Review by Prof. Eamonn Quigley (USA)

Study Summary 

In this study the authors performed a cross-sectional study of the diagnostic yield of diagnostic (excluding screening, surveillance and IBD assessment) colonoscopy in the United Kingdom between March 2019 and February 2020. 384,510 colonoscopies and sigmoidoscopies were available for analysis – a third were performed on subjects under 50 years of age.
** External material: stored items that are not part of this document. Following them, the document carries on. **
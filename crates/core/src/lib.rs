pub mod config;
pub mod domain;
pub mod errors;
pub mod itinerary;
pub mod notify;
pub mod workflow;

pub use config::{
    AppConfig, ConfigError, ConfigOverrides, DatabaseConfig, LoadOptions, LogFormat, LoggingConfig,
    NotifierConfig, NotifierMode, ServerConfig,
};
pub use domain::receipt::{NewReceipt, Receipt, ReceiptId, ReceiptVerdict};
pub use domain::request::{RequestId, RequestStatus, TravelRequest};
pub use domain::route::{Route, UNSELECTED_PLACE};
pub use domain::user::{Role, User, UserId};
pub use errors::WorkflowError;
pub use itinerary::{assemble_routes, trip_days, RouteInput};
pub use notify::{Notifier, NotifyError, RecordingNotifier, TransitionNotice};
pub use workflow::aggregation::{
    display_status, rollup, sort_for_triage, ExpenseDisplayStatus, RollupOutcome,
};
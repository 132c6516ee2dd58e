use std::env;
use std::fs;
use std::path::{Path, PathBuf};

use secrecy::ExposeSecret;
use toml::Value;
use tripflow_core::config::{AppConfig, LoadOptions};

pub fn run() -> String {
    let config = match AppConfig::load(LoadOptions::default()) {
        Ok(config) => config,
        Err(error) => return format!("config validation failed: {error}"),
    };

    let config_file_path = detect_config_path();
    let config_file_doc = load_config_file_doc(config_file_path.as_deref());

    let mut lines = vec!["effective config (source precedence: env > file > default):".to_string()];

    lines.push(render_line(
        "database.url",
        &config.database.url,
        field_source(
            "database.url",
            Some("TRIPFLOW_DATABASE_URL"),
            config_file_doc.as_ref(),
            config_file_path.as_deref(),
        ),
    ));
    lines.push(render_line(
        "database.max_connections",
        &config.database.max_connections.to_string(),
        field_source(
            "database.max_connections",
            Some("TRIPFLOW_DATABASE_MAX_CONNECTIONS"),
            config_file_doc.as_ref(),
            config_file_path.as_deref(),
        ),
    ));
    lines.push(render_line(
        "database.timeout_secs",
        &config.database.timeout_secs.to_string(),
        field_source(
            "database.timeout_secs",
            Some("TRIPFLOW_DATABASE_TIMEOUT_SECS"),
            config_file_doc.as_ref(),
            config_file_path.as_deref(),
        ),
    ));

    lines.push(render_line(
        "server.bind_address",
        &config.server.bind_address,
        field_source(
            "server.bind_address",
            Some("TRIPFLOW_SERVER_BIND_ADDRESS"),
            config_file_doc.as_ref(),
            config_file_path.as_deref(),
        ),
    ));
    lines.push(render_line(
        "server.health_check_port",
        &config.server.health_check_port.to_string(),
        field_source(
            "server.health_check_port",
            Some("TRIPFLOW_SERVER_HEALTH_CHECK_PORT"),
            config_file_doc.as_ref(),
            config_file_path.as_deref(),
        ),
    ));
    lines.push(render_line(
        "server.graceful_shutdown_secs",
        &config.server.graceful_shutdown_secs.to_string(),
        field_source(
            "server.graceful_shutdown_secs",
            Some("TRIPFLOW_SERVER_GRACEFUL_SHUTDOWN_SECS"),
            config_file_doc.as_ref(),
            config_file_path.as_deref(),
        ),
    ));

    lines.push(render_line(
        "notifier.mode",
        &format!("{:?}", config.notifier.mode),
        field_source(
            "notifier.mode",
            Some("TRIPFLOW_NOTIFIER_MODE"),
            config_file_doc.as_ref(),
            config_file_path.as_deref(),
        ),
    ));
    lines.push(render_line(
        "notifier.from_address",
        &config.notifier.from_address,
        field_source(
            "notifier.from_address",
            Some("TRIPFLOW_NOTIFIER_FROM_ADDRESS"),
            config_file_doc.as_ref(),
            config_file_path.as_deref(),
        ),
    ));
    lines.push(render_line(
        "notifier.smtp_url",
        config.notifier.smtp_url.as_deref().unwrap_or("<unset>"),
        field_source(
            "notifier.smtp_url",
            Some("TRIPFLOW_NOTIFIER_SMTP_URL"),
            config_file_doc.as_ref(),
            config_file_path.as_deref(),
        ),
    ));

    let smtp_token = config
        .notifier
        .smtp_token
        .as_ref()
        .map(|token| redact_token(token.expose_secret()))
        .unwrap_or_else(|| "<unset>".to_string());
    lines.push(render_line(
        "notifier.smtp_token",
        &smtp_token,
        field_source(
            "notifier.smtp_token",
            Some("TRIPFLOW_NOTIFIER_SMTP_TOKEN"),
            config_file_doc.as_ref(),
            config_file_path.as_deref(),
        ),
    ));

    lines.push(render_line(
        "logging.level",
        &config.logging.level,
        field_source(
            "logging.level",
            Some("TRIPFLOW_LOGGING_LEVEL"),
            config_file_doc.as_ref(),
            config_file_path.as_deref(),
        ),
    ));
    lines.push(render_line(
        "logging.format",
        &format!("{:?}", config.logging.format),
        field_source(
            "logging.format",
            Some("TRIPFLOW_LOGGING_FORMAT"),
            config_file_doc.as_ref(),
            config_file_path.as_deref(),
        ),
    ));

    lines.join("\n")
}

fn detect_config_path() -> Option<PathBuf> {
    let root = PathBuf::from("tripflow.toml");
    if root.exists() {
        return Some(root);
    }

    let nested = PathBuf::from("config/tripflow.toml");
    if nested.exists() {
        return Some(nested);
    }

    None
}

fn load_config_file_doc(path: Option<&Path>) -> Option<Value> {
    let path = path?;
    let raw = fs::read_to_string(path).ok()?;
    raw.parse::<Value>().ok()
}

fn field_source(
    key_path: &str,
    env_key: Option<&str>,
    config_file_doc: Option<&Value>,
    config_file_path: Option<&Path>,
) -> String {
    if let Some(env_key) = env_key {
        if env::var_os(env_key).is_some() {
            return format!("env ({env_key})");
        }
    }

    if let Some(doc) = config_file_doc {
        if contains_path(doc, key_path) {
            let file_path = config_file_path
                .map(|path| path.display().to_string())
                .unwrap_or_else(|| "config file".to_string());
            return format!("file ({file_path})");
        }
    }

    "default".to_string()
}

fn contains_path(root: &Value, key_path: &str) -> bool {
    let mut current = root;
    for key in key_path.split('.') {
        let Some(next) = current.get(key) else {
            return false;
        };
        current = next;
    }
    true
}

fn render_line(key: &str, value: &str, source: String) -> String {
    format!("- {key} = {value} (source: {source})")
}

fn redact_token(token: &str) -> String {
    let trimmed = token.trim();
    if trimmed.is_empty() {
        return "<empty>".to_string();
    }

    if let Some((prefix, _)) = trimmed.split_once('-') {
        return format!("{prefix}-***");
    }

    "<redacted>".to_string()
}

#[cfg(test)]
mod tests {
    use super::{contains_path, redact_token};

    #[test]
    fn contains_path_walks_nested_tables() {
        let doc = r#"
[notifier]
mode = "noop"
"#
        .parse::<toml::Value>()
        .ok();
        let doc = match doc {
            Some(doc) => doc,
            None => return,
        };

        assert!(contains_path(&doc, "notifier.mode"));
        assert!(!contains_path(&doc, "notifier.smtp_url"));
        assert!(!contains_path(&doc, "database.url"));
    }

    #[test]
    fn redaction_keeps_only_the_token_prefix() {
        assert_eq!(redact_token("smtp-abc123"), "smtp-***");
        assert_eq!(redact_token("plaintoken"), "<redacted>");
        assert_eq!(redact_token("   "), "<empty>");
    }
}
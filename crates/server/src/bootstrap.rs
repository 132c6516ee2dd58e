use std::sync::Arc;

use thiserror::Error;
use tracing::info;

use tripflow_core::config::{AppConfig, ConfigError, LoadOptions};
use tripflow_db::repositories::{SqlReceiptRepository, SqlRequestRepository, SqlUserRepository};
use tripflow_db::{connect, migrations, DbPool};

use crate::notifier;
use crate::workflow::WorkflowService;

pub struct Application {
    pub config: AppConfig,
    pub db_pool: DbPool,
    pub workflow: Arc<WorkflowService>,
}

#[derive(Debug, Error)]
pub enum BootstrapError {
    #[error(transparent)]
    Config(#[from] ConfigError),
    #[error("database connection failed: {0}")]
    DatabaseConnect(#[source] sqlx::Error),
    #[error("database migration failed: {0}")]
    Migration(#[source] sqlx::migrate::MigrateError),
}

pub async fn bootstrap(options: LoadOptions) -> Result<Application, BootstrapError> {
    let config = AppConfig::load(options)?;
    bootstrap_with_config(config).await
}

pub async fn bootstrap_with_config(config: AppConfig) -> Result<Application, BootstrapError> {
    info!(
        event_name = "system.bootstrap.start",
        correlation_id = "bootstrap",
        "starting application bootstrap"
    );

    let db_pool = connect(&config.database).await.map_err(BootstrapError::DatabaseConnect)?;
    info!(
        event_name = "system.bootstrap.database_connected",
        correlation_id = "bootstrap",
        "database connection established"
    );

    migrations::run_pending(&db_pool).await.map_err(BootstrapError::Migration)?;
    info!(
        event_name = "system.bootstrap.migrations_applied",
        correlation_id = "bootstrap",
        "database migrations applied"
    );

    let workflow = Arc::new(WorkflowService::new(
        Arc::new(SqlRequestRepository::new(db_pool.clone())),
        Arc::new(SqlReceiptRepository::new(db_pool.clone())),
        Arc::new(SqlUserRepository::new(db_pool.clone())),
        notifier::from_config(&config.notifier),
    ));

    Ok(Application { config, db_pool, workflow })
}

#[cfg(test)]
mod tests {
    use rust_decimal::Decimal;

    use tripflow_core::config::{ConfigOverrides, LoadOptions};
    use tripflow_core::domain::request::RequestStatus;
    use tripflow_core::domain::user::UserId;
    use tripflow_core::itinerary::RouteInput;
    use tripflow_db::seed_demo_data;

    use crate::bootstrap::bootstrap;
    use crate::workflow::RequestSubmission;

    fn memory_overrides() -> LoadOptions {
        LoadOptions {
            overrides: ConfigOverrides {
                database_url: Some("sqlite::memory:?cache=shared".to_string()),
                ..ConfigOverrides::default()
            },
            ..LoadOptions::default()
        }
    }

    #[tokio::test]
    async fn bootstrap_applies_migrations_and_exposes_the_schema() {
        let app = bootstrap(memory_overrides()).await.expect("bootstrap succeeds");

        let (table_count,): (i64,) = sqlx::query_as(
            "SELECT COUNT(*) FROM sqlite_master \
             WHERE type = 'table' AND name IN ('app_user', 'request', 'route', 'receipt')",
        )
        .fetch_one(&app.db_pool)
        .await
        .expect("baseline tables should exist after bootstrap");
        assert_eq!(table_count, 4, "bootstrap should expose the workflow tables");
    }

    #[tokio::test]
    async fn integration_smoke_covers_startup_seed_and_submission() {
        let app = bootstrap(memory_overrides()).await.expect("bootstrap succeeds");
        seed_demo_data(&app.db_pool).await.expect("seed demo data");

        let id = app
            .workflow
            .submit_request(
                UserId(1),
                RequestSubmission {
                    notes: "smoke".to_string(),
                    requested_fee: Decimal::new(10_000, 2),
                    main_route: RouteInput::default(),
                    additional_routes: vec![],
                },
            )
            .await
            .expect("seeded applicant can submit");

        let queue = app.workflow.review_queue(UserId(4)).await.expect("n1 queue");
        assert!(
            queue.iter().any(|request| request.id == id),
            "submitted request should land in the first-revision queue",
        );
    }
}
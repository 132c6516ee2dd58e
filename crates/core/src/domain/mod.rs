pub mod receipt;
pub mod request;
pub mod route;
pub mod user;
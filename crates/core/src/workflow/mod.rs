pub mod aggregation;
pub mod transitions;
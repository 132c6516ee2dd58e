use chrono::Utc;
use rust_decimal::Decimal;
use sqlx::Row;

use tripflow_core::domain::receipt::{NewReceipt, Receipt, ReceiptId, ReceiptVerdict};
use tripflow_core::domain::request::RequestId;
use tripflow_core::workflow::aggregation::{rollup, RollupOutcome};

use super::{ReceiptRepository, ReceiptTypeRow, RepositoryError};
use crate::DbPool;

pub struct SqlReceiptRepository {
    pool: DbPool,
}

impl SqlReceiptRepository {
    pub fn new(pool: DbPool) -> Self {
        Self { pool }
    }
}

fn decode_i64(row: &sqlx::sqlite::SqliteRow, column: &str) -> Result<i64, RepositoryError> {
    row.try_get::<i64, _>(column).map_err(|e| RepositoryError::Decode(e.to_string()))
}

fn decode_string(row: &sqlx::sqlite::SqliteRow, column: &str) -> Result<String, RepositoryError> {
    row.try_get::<String, _>(column).map_err(|e| RepositoryError::Decode(e.to_string()))
}

fn parse_verdict(code: i64) -> Result<ReceiptVerdict, RepositoryError> {
    ReceiptVerdict::from_code(code)
        .ok_or_else(|| RepositoryError::Decode(format!("unknown receipt verdict code {code}")))
}

fn row_to_receipt(row: &sqlx::sqlite::SqliteRow) -> Result<Receipt, RepositoryError> {
    let amount_raw = decode_string(row, "amount")?;
    Ok(Receipt {
        id: ReceiptId(decode_i64(row, "id")?),
        request_id: RequestId(decode_i64(row, "request_id")?),
        receipt_type_id: decode_i64(row, "receipt_type_id")?,
        receipt_type_name: decode_string(row, "receipt_type_name")?,
        amount: amount_raw
            .parse::<Decimal>()
            .map_err(|e| RepositoryError::Decode(format!("invalid amount `{amount_raw}`: {e}")))?,
        verdict: parse_verdict(decode_i64(row, "verdict_code")?)?,
    })
}

#[async_trait::async_trait]
impl ReceiptRepository for SqlReceiptRepository {
    async fn insert_batch(&self, receipts: Vec<NewReceipt>) -> Result<(), RepositoryError> {
        let mut tx = self.pool.begin().await?;
        for receipt in &receipts {
            sqlx::query(
                "INSERT INTO receipt (request_id, receipt_type_id, amount, verdict_code)
                 VALUES (?, ?, ?, ?)",
            )
            .bind(receipt.request_id.0)
            .bind(receipt.receipt_type_id)
            .bind(receipt.amount.to_string())
            .bind(ReceiptVerdict::Pending.code())
            .execute(&mut *tx)
            .await?;
        }
        tx.commit().await?;
        Ok(())
    }

    async fn find(&self, id: ReceiptId) -> Result<Option<Receipt>, RepositoryError> {
        let row = sqlx::query(
            "SELECT r.id, r.request_id, r.receipt_type_id, t.name AS receipt_type_name,
                    r.amount, r.verdict_code
             FROM receipt r
             JOIN receipt_type t ON t.id = r.receipt_type_id
             WHERE r.id = ?",
        )
        .bind(id.0)
        .fetch_optional(&self.pool)
        .await?;

        match row {
            Some(ref row) => Ok(Some(row_to_receipt(row)?)),
            None => Ok(None),
        }
    }

    async fn set_verdict_if_pending(
        &self,
        id: ReceiptId,
        verdict: ReceiptVerdict,
    ) -> Result<bool, RepositoryError> {
        // Guarded update so a concurrent reviewer cannot flip a decided
        // receipt; losers see zero rows affected.
        let result = sqlx::query("UPDATE receipt SET verdict_code = ? WHERE id = ? AND verdict_code = ?")
            .bind(verdict.code())
            .bind(id.0)
            .bind(ReceiptVerdict::Pending.code())
            .execute(&self.pool)
            .await?;
        Ok(result.rows_affected() > 0)
    }

    async fn list_for_request(
        &self,
        request_id: RequestId,
    ) -> Result<Vec<Receipt>, RepositoryError> {
        let rows = sqlx::query(
            "SELECT r.id, r.request_id, r.receipt_type_id, t.name AS receipt_type_name,
                    r.amount, r.verdict_code
             FROM receipt r
             JOIN receipt_type t ON t.id = r.receipt_type_id
             WHERE r.request_id = ?
             ORDER BY r.id",
        )
        .bind(request_id.0)
        .fetch_all(&self.pool)
        .await?;

        rows.iter().map(row_to_receipt).collect()
    }

    async fn rollup_and_apply(
        &self,
        request_id: RequestId,
    ) -> Result<RollupOutcome, RepositoryError> {
        // Verdicts are read and the status written in one transaction so a
        // receipt decided mid-rollup cannot produce a stale final status.
        let mut tx = self.pool.begin().await?;

        let rows = sqlx::query("SELECT verdict_code FROM receipt WHERE request_id = ?")
            .bind(request_id.0)
            .fetch_all(&mut *tx)
            .await?;
        let verdicts = rows
            .iter()
            .map(|row| parse_verdict(decode_i64(row, "verdict_code")?))
            .collect::<Result<Vec<_>, _>>()?;

        let outcome = rollup(&verdicts);
        if let Some(target) = outcome.target {
            sqlx::query("UPDATE request SET status_code = ?, updated_at = ? WHERE id = ?")
                .bind(target.code())
                .bind(Utc::now().to_rfc3339())
                .bind(request_id.0)
                .execute(&mut *tx)
                .await?;
        }

        tx.commit().await?;
        Ok(outcome)
    }

    async fn delete_if_pending(&self, id: ReceiptId) -> Result<bool, RepositoryError> {
        let result = sqlx::query("DELETE FROM receipt WHERE id = ? AND verdict_code = ?")
            .bind(id.0)
            .bind(ReceiptVerdict::Pending.code())
            .execute(&self.pool)
            .await?;
        Ok(result.rows_affected() > 0)
    }

    async fn list_types(&self) -> Result<Vec<ReceiptTypeRow>, RepositoryError> {
        let rows = sqlx::query("SELECT id, name FROM receipt_type ORDER BY name")
            .fetch_all(&self.pool)
            .await?;

        rows.iter()
            .map(|row| {
                Ok(ReceiptTypeRow { id: decode_i64(row, "id")?, name: decode_string(row, "name")? })
            })
            .collect()
    }
}

#[cfg(test)]
mod tests {
    use rust_decimal::Decimal;

    use tripflow_core::domain::receipt::{NewReceipt, ReceiptId, ReceiptVerdict};
    use tripflow_core::domain::request::{RequestId, RequestStatus};
    use tripflow_core::domain::user::{Role, User, UserId};

    use super::SqlReceiptRepository;
    use crate::migrations::run_pending;
    use crate::repositories::request::SqlRequestRepository;
    use crate::repositories::user::SqlUserRepository;
    use crate::repositories::{
        NewTravelRequest, ReceiptRepository, RequestRepository, UserRepository,
    };
    use crate::{connect_with_settings, DbPool};

    async fn seeded_request(pool: &DbPool, status: RequestStatus) -> RequestId {
        let users = SqlUserRepository::new(pool.clone());
        users
            .upsert(User {
                id: UserId(1),
                name: "Ana".to_string(),
                email: "ana@example.com".to_string(),
                role: Role::Applicant,
            })
            .await
            .expect("seed owner");

        let requests = SqlRequestRepository::new(pool.clone());
        requests
            .create(NewTravelRequest {
                owner: UserId(1),
                status,
                notes: String::new(),
                requested_fee: Decimal::ZERO,
                trip_days: 0,
                routes: vec![],
            })
            .await
            .expect("seed request")
    }

    async fn test_pool() -> DbPool {
        let pool = connect_with_settings("sqlite::memory:", 1, 30).await.expect("connect");
        run_pending(&pool).await.expect("run migrations");
        sqlx::query("INSERT INTO receipt_type (id, name) VALUES (1, 'Hotel'), (2, 'Meals')")
            .execute(&pool)
            .await
            .expect("seed receipt types");
        pool
    }

    #[tokio::test]
    async fn batch_insert_creates_pending_receipts() {
        let pool = test_pool().await;
        let request_id = seeded_request(&pool, RequestStatus::ReceiptValidation).await;
        let repo = SqlReceiptRepository::new(pool);

        repo.insert_batch(vec![
            NewReceipt { request_id, receipt_type_id: 1, amount: Decimal::new(9_950, 2) },
            NewReceipt { request_id, receipt_type_id: 2, amount: Decimal::new(1_200, 2) },
        ])
        .await
        .expect("insert batch");

        let receipts = repo.list_for_request(request_id).await.expect("list");
        assert_eq!(receipts.len(), 2);
        assert!(receipts.iter().all(|r| r.verdict == ReceiptVerdict::Pending));
        assert_eq!(receipts[0].receipt_type_name, "Hotel");
    }

    #[tokio::test]
    async fn verdict_update_is_guarded_against_double_decision() {
        let pool = test_pool().await;
        let request_id = seeded_request(&pool, RequestStatus::ReceiptValidation).await;
        let repo = SqlReceiptRepository::new(pool);

        repo.insert_batch(vec![NewReceipt {
            request_id,
            receipt_type_id: 1,
            amount: Decimal::new(9_950, 2),
        }])
        .await
        .expect("insert batch");
        let id = repo.list_for_request(request_id).await.expect("list")[0].id;

        assert!(repo.set_verdict_if_pending(id, ReceiptVerdict::Approved).await.expect("decide"));
        assert!(
            !repo.set_verdict_if_pending(id, ReceiptVerdict::Rejected).await.expect("re-decide"),
            "a decided receipt must not change verdict",
        );

        let receipt = repo.find(id).await.expect("find").expect("receipt exists");
        assert_eq!(receipt.verdict, ReceiptVerdict::Approved);
    }

    #[tokio::test]
    async fn rollup_moves_rejected_sets_back_to_verification() {
        let pool = test_pool().await;
        let request_id = seeded_request(&pool, RequestStatus::ReceiptValidation).await;
        let requests = SqlRequestRepository::new(pool.clone());
        let repo = SqlReceiptRepository::new(pool);

        repo.insert_batch(vec![
            NewReceipt { request_id, receipt_type_id: 1, amount: Decimal::new(9_950, 2) },
            NewReceipt { request_id, receipt_type_id: 2, amount: Decimal::new(1_200, 2) },
        ])
        .await
        .expect("insert batch");
        let receipts = repo.list_for_request(request_id).await.expect("list");
        repo.set_verdict_if_pending(receipts[0].id, ReceiptVerdict::Approved)
            .await
            .expect("decide");
        repo.set_verdict_if_pending(receipts[1].id, ReceiptVerdict::Rejected)
            .await
            .expect("decide");

        let outcome = repo.rollup_and_apply(request_id).await.expect("rollup");
        assert_eq!(outcome.target, Some(RequestStatus::TripVerification));

        let status = requests.find_status(request_id).await.expect("status");
        assert_eq!(status, Some(RequestStatus::TripVerification));
    }

    #[tokio::test]
    async fn rollup_finalizes_fully_approved_sets() {
        let pool = test_pool().await;
        let request_id = seeded_request(&pool, RequestStatus::ReceiptValidation).await;
        let requests = SqlRequestRepository::new(pool.clone());
        let repo = SqlReceiptRepository::new(pool);

        repo.insert_batch(vec![NewReceipt {
            request_id,
            receipt_type_id: 1,
            amount: Decimal::new(9_950, 2),
        }])
        .await
        .expect("insert batch");
        let id = repo.list_for_request(request_id).await.expect("list")[0].id;
        repo.set_verdict_if_pending(id, ReceiptVerdict::Approved).await.expect("decide");

        let outcome = repo.rollup_and_apply(request_id).await.expect("rollup");
        assert_eq!(outcome.target, Some(RequestStatus::Finalized));

        let status = requests.find_status(request_id).await.expect("status");
        assert_eq!(status, Some(RequestStatus::Finalized));
    }

    #[tokio::test]
    async fn rollup_with_no_receipts_changes_nothing() {
        let pool = test_pool().await;
        let request_id = seeded_request(&pool, RequestStatus::ReceiptValidation).await;
        let requests = SqlRequestRepository::new(pool.clone());
        let repo = SqlReceiptRepository::new(pool);

        let outcome = repo.rollup_and_apply(request_id).await.expect("rollup");
        assert_eq!(outcome.target, None);

        let status = requests.find_status(request_id).await.expect("status");
        assert_eq!(status, Some(RequestStatus::ReceiptValidation));
    }

    #[tokio::test]
    async fn only_pending_receipts_can_be_deleted() {
        let pool = test_pool().await;
        let request_id = seeded_request(&pool, RequestStatus::ReceiptValidation).await;
        let repo = SqlReceiptRepository::new(pool);

        repo.insert_batch(vec![NewReceipt {
            request_id,
            receipt_type_id: 1,
            amount: Decimal::new(9_950, 2),
        }])
        .await
        .expect("insert batch");
        let id = repo.list_for_request(request_id).await.expect("list")[0].id;
        repo.set_verdict_if_pending(id, ReceiptVerdict::Approved).await.expect("decide");

        assert!(!repo.delete_if_pending(id).await.expect("delete decided"));
        assert!(!repo.delete_if_pending(ReceiptId(999)).await.expect("delete missing"));
        assert_eq!(repo.list_for_request(request_id).await.expect("list").len(), 1);
    }

    #[tokio::test]
    async fn receipt_types_list_alphabetically() {
        let pool = test_pool().await;
        let repo = SqlReceiptRepository::new(pool);

        let types = repo.list_types().await.expect("list types");
        let names: Vec<&str> = types.iter().map(|t| t.name.as_str()).collect();
        assert_eq!(names, vec!["Hotel", "Meals"]);
    }
}
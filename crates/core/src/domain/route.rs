use chrono::{NaiveDate, NaiveDateTime, NaiveTime};
use serde::{Deserialize, Serialize};

/// Placeholder for a city or country the applicant has not picked yet.
/// Drafts are saved with this sentinel and resolved on edit.
pub const UNSELECTED_PLACE: &str = "notSelected";

/// One leg of a travel request. Routes are owned by their request and
/// replaced as a batch on every edit; `router_index` is caller-supplied and
/// not necessarily contiguous.
#[derive(Clone, Debug, PartialEq, Eq, Serialize, Deserialize)]
pub struct Route {
    pub router_index: i64,
    pub origin_country: String,
    pub origin_city: String,
    pub destination_country: String,
    pub destination_city: String,
    pub beginning_date: NaiveDate,
    pub beginning_time: NaiveTime,
    pub ending_date: NaiveDate,
    pub ending_time: NaiveTime,
    pub plane_needed: bool,
    pub hotel_needed: bool,
}

impl Route {
    pub fn begins_at(&self) -> NaiveDateTime {
        self.beginning_date.and_time(self.beginning_time)
    }

    pub fn ends_at(&self) -> NaiveDateTime {
        self.ending_date.and_time(self.ending_time)
    }
}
The most frequent indications were rectal bleeding (28.1%), altered bowel habit (19.9%), anemia 17.6%, abdominal pain (14.5%) and diarrhea (13.3%).  For colonoscopy, the overall adjusted positive predictive value (aPPV) for cancer was 1.5% and rose to 1.9% among those over 50 and to 2.1% and 2.5% for those with anemia or rectal bleeding, respectively. Yields were much lower for other symptoms (all under 1%) even though these represented over one half of all the indications. Overall, the yield of colonoscopy in this symptomatic population as low and, indeed, lower than would be expected from colon cancer screening using the fecal immunochemical test (FIT).

Commentary 

Colon cancer incidence is increasing worldwide, and early detection substantially improves survival. Colonoscopy remains the primary diagnostic tool and, given its ability to remove polyps, is likely to retain that primacy for some time. In many countries, even economically advantage ones like the UK, colonoscopy remains a somewhat scarce resource. Can we optimize its use? This large, “real world” study strongly suggests that some simple clinical algorithms could work; in their study, a combination of age (>50), sex (male) and presenting symptoms (rectal bleeding and anemia) produced a population at highest risk. Conversely, the yield was remarkably low among younger female patients with other symptoms. The authors go on to suggest that the use of biomarkers such as fecal calprotectin (to detect IBD) and the FIT test (for colon cancer screening) would increase the yield further. This data comes from the UK; the development of clinical algorithms for colonoscopy must be adjusted to cancer and polyp prevalence rates for each individual population. Nevertheless, it does encourage all of us to think again before recommending a colonoscopy.

Citation

Beaton D, Sharp L, Lu L, Trudgill N, Thoufeeq M, Nicholson B, Rogers P, Docherty J, Jenkins A, Morris AJ, Rösch T, Rutter M. Diagnostic yield from symptomatic lower gastrointestinal endoscopy in the UK: A British Society of Gastroenterology analysis using data from the National Endoscopy Database. Aliment Pharmacol Ther. 2024;59:1589-1603.